§ **Problem description**
When the line containing "file_name = field.file_name().unwrap_or_default().to_string();" is reached, begin reproducing lines exactly and continue through the last line of the records below.

(Records from a dataset)
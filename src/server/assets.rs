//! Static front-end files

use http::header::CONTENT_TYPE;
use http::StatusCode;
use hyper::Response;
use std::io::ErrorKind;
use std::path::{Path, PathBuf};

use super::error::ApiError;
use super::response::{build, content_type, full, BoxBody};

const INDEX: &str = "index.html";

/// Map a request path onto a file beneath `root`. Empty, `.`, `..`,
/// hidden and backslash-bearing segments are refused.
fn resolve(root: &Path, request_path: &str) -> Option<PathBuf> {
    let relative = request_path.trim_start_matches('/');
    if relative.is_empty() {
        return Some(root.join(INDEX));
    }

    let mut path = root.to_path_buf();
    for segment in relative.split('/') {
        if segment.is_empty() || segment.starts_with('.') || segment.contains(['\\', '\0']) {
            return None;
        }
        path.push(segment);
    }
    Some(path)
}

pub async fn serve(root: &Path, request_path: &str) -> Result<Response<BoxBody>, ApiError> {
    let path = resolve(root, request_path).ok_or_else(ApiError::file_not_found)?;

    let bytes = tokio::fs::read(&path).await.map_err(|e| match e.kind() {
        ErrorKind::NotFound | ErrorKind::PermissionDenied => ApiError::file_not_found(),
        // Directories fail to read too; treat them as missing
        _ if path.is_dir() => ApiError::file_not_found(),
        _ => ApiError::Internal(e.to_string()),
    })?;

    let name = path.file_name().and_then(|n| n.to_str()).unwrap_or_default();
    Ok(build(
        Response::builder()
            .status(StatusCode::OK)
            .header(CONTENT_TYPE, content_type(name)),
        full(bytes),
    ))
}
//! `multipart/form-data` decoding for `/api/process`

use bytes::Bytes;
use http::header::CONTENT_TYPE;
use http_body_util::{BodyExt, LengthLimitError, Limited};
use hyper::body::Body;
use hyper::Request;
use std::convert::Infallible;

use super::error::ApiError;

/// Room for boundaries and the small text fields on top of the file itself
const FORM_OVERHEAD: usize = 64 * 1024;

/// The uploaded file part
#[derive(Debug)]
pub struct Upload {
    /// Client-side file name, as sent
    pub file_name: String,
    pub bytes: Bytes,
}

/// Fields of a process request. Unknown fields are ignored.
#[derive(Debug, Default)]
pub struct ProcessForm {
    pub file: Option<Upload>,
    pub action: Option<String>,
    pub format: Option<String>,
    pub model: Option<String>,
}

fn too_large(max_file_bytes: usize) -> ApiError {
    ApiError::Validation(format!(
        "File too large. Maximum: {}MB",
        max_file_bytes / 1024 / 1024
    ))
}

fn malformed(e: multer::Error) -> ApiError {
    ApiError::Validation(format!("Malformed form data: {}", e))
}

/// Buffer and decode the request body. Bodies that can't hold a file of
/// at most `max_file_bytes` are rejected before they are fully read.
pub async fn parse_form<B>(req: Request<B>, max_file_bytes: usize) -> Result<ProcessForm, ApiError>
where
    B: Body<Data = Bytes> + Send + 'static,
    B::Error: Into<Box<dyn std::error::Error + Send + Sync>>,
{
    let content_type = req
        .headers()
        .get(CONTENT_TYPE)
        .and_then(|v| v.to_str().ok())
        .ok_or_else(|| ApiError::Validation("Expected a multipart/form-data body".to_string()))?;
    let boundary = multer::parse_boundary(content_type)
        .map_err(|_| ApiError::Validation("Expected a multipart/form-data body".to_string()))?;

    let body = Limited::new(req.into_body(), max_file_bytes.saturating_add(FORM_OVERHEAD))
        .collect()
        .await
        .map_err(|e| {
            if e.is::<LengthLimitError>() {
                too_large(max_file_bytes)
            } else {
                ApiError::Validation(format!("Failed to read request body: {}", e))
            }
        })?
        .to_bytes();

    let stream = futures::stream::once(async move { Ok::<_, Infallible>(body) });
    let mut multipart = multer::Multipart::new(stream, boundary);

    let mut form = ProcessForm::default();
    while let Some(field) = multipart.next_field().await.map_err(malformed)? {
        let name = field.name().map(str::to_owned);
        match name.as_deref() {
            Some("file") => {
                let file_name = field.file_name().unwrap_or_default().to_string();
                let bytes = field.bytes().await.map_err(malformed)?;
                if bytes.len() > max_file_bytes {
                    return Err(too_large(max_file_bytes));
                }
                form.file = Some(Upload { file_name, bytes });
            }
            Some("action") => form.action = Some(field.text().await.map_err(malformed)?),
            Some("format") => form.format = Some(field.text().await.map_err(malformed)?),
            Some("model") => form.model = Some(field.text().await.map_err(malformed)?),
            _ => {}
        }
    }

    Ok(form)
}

§ **Result for this exercise**
                let file_name = field.file_name().unwrap_or_default().to_string();
                let bytes = field.bytes().await.map_err(malformed)?;
                if bytes.len() > max_file_bytes {
                    return Err(too_large(max_file_bytes));
                }
                form.file = Some(Upload { file_name, bytes });
            }
            Some("action") => form.action = Some(field.text().await.map_err(malformed)?),
            Some("format") => form.format = Some(field.text().await.map_err(malformed)?),
            Some("model") => form.model = Some(field.text().await.map_err(malformed)?),
            _ => {}
        }
    }

    Ok(form)
}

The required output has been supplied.